16th Minister of Atomic Energy Council
- In office 11 January 2023 – 26 September 2023 Acting: 11 January 2023 — 31 January 2023
- Prime Minister: Su Tseng-chang Chen Chien-jen
- Deputy: Liu Wen-chung
- Preceded by: Hsieh Shou-shing
- Succeeded by: Council abolished

Personal details
- Born: January 17, 1966 (age 60)
- Education: National Taiwan University (BS, MPH) University of Cincinnati (PhD)

= Chang Ching-wen =

Taiwanese academic, politician, public and environmental health doctor

Chang Ching-wen (張靜文 (Zhāng Jìngwén); born January 17, 1966) is a Taiwanese environmental health scientist who was the minister of the Atomic Energy Council in 2023.

== Education ==
Chang graduated from National Taiwan University with a bachelor's degree and a Master of Public Health (M.P.H.) degree.
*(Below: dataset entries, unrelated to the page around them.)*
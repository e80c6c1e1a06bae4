//! # HTTP Retrieval Utilities
//!
//! An asynchronous API client wrapper around `reqwest` with middleware-based
//! exponential backoff for transient failures and standardized JSON response
//! handling. The pull transport is built on it.

use std::time::Duration;

use reqwest::{
    header::{HeaderMap, ACCEPT, AUTHORIZATION},
    Method, Url,
};
use reqwest_middleware::{ClientBuilder, ClientWithMiddleware};
use reqwest_retry::{policies::ExponentialBackoff, RetryTransientMiddleware};
use serde::{de::DeserializeOwned, Serialize};

/// A standardized container for API responses.
///
/// Wraps the deserialized data along with metadata about the HTTP
/// transaction, such as status code and headers.
#[derive(Debug)]
pub struct ApiResponse<T> {
    /// The successfully deserialized response body, if any.
    pub data: Option<T>,
    /// The raw error body returned by the server if the request failed.
    pub error_body: Option<String>,
    /// The numeric HTTP status code.
    pub status: u16,
    /// Indicates if the status code was in the 2xx range.
    pub success: bool,
    /// The headers returned by the server.
    pub headers: HeaderMap,
}

/// A flexible asynchronous HTTP client.
///
/// Built on top of `reqwest_middleware`; handles the base URL, an optional
/// bearer token and automatic retries of transient failures.
#[derive(Clone)]
pub struct ApiClient {
    inner: ClientWithMiddleware,
    base_url: Url,
    auth_token: Option<String>,
}

impl ApiClient {
    /// Creates a client for `base_url`.
    ///
    /// `timeout` bounds every single attempt; `max_retries` is the number of
    /// additional attempts for transient failures (0 disables retries).
    ///
    /// # Errors
    /// Fails if `base_url` is not an absolute URL or the TLS backend cannot
    /// be initialised.
    pub fn new(
        base_url: &str,
        timeout: Duration,
        max_retries: u32,
        auth_token: Option<String>,
    ) -> anyhow::Result<Self> {
        let url = Url::parse(base_url)?;

        let http = reqwest::Client::builder()
            .timeout(timeout)
            .user_agent(concat!("sentinel/", env!("CARGO_PKG_VERSION")))
            .build()?;

        let retry_policy = ExponentialBackoff::builder().build_with_max_retries(max_retries);
        let client = ClientBuilder::new(http)
            .with(RetryTransientMiddleware::new_with_policy(retry_policy))
            .build();

        Ok(Self {
            inner: client,
            base_url: url,
            auth_token,
        })
    }

    pub fn base_url(&self) -> &Url {
        &self.base_url
    }

    /// Performs a generic HTTP request and handles the response.
    ///
    /// Manages URL joining, header injection, authentication and JSON
    /// (de)serialization. A non-2xx status is not an error: it is reported
    /// through `ApiResponse::success` with the raw body in `error_body`.
    ///
    /// # Errors
    /// Returns an `anyhow::Error` if URL joining, network execution or body
    /// deserialization fails.
    pub async fn request<T, B>(
        &self,
        method: Method,
        path: &str,
        headers: Option<HeaderMap>,
        body: Option<B>,
    ) -> anyhow::Result<ApiResponse<T>>
    where
        T: DeserializeOwned,
        B: Serialize,
    {
        let full_url = self.base_url.join(path)?;
        let mut req = self
            .inner
            .request(method, full_url)
            .header(ACCEPT, "application/json");

        if let Some(h) = headers {
            req = req.headers(h);
        }

        if let Some(token) = &self.auth_token {
            req = req.header(AUTHORIZATION, format!("Bearer {}", token));
        }

        if let Some(b) = body {
            use reqwest::header::CONTENT_TYPE;
            let json_body = serde_json::to_string(&b)?;
            req = req.header(CONTENT_TYPE, "application/json").body(json_body);
        }

        let response: reqwest::Response = req.send().await?;
        let status = response.status();
        let resp_headers = response.headers().clone();

        if status.is_success() {
            let data = response.json::<T>().await?;
            Ok(ApiResponse {
                data: Some(data),
                error_body: None,
                status: status.as_u16(),
                success: true,
                headers: resp_headers,
            })
        } else {
            let error_text = response.text().await.ok();
            Ok(ApiResponse {
                data: None,
                error_body: error_text,
                status: status.as_u16(),
                success: false,
                headers: resp_headers,
            })
        }
    }

    /// `GET` shorthand for [`request`](Self::request).
    pub async fn get<T: DeserializeOwned>(&self, path: &str) -> anyhow::Result<ApiResponse<T>> {
        self.request::<T, ()>(Method::GET, path, None, None).await
    }
}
She then completed doctoral studies in the United States at the University of Cincinnati, where she earned her Ph.D. in environmental health and industrial hygiene from the University of Cincinnati Medical Center in 1994. Her doctoral dissertation was titled, "A study of the colony masking effect in bioaerosol sampling and analysis".

== Career ==
Upon her return to Taiwan, Chang became a supervisor and director for the Taiwan Occupational Hygiene Association and Taiwan Society of Indoor Environmental Quality. She also held a professorship at NTU.

Chang also worked with several governmental organizations, first as a research fellow affiliated with the Institute of Occupational Safety and Health, a division of the Council of Labor Affairs. She subsequently served on the Infectious Disease Control Board reporting to the Ministry of Health and Welfare, was appointed to the Environmental Protection Agency's Air Pollution Control Fund Management Board, and became a member and deputy minister of the Atomic Energy Council under minister Hsieh Shou-shing. Chang was appointed minister of the Atomic Energy Council in January 2023.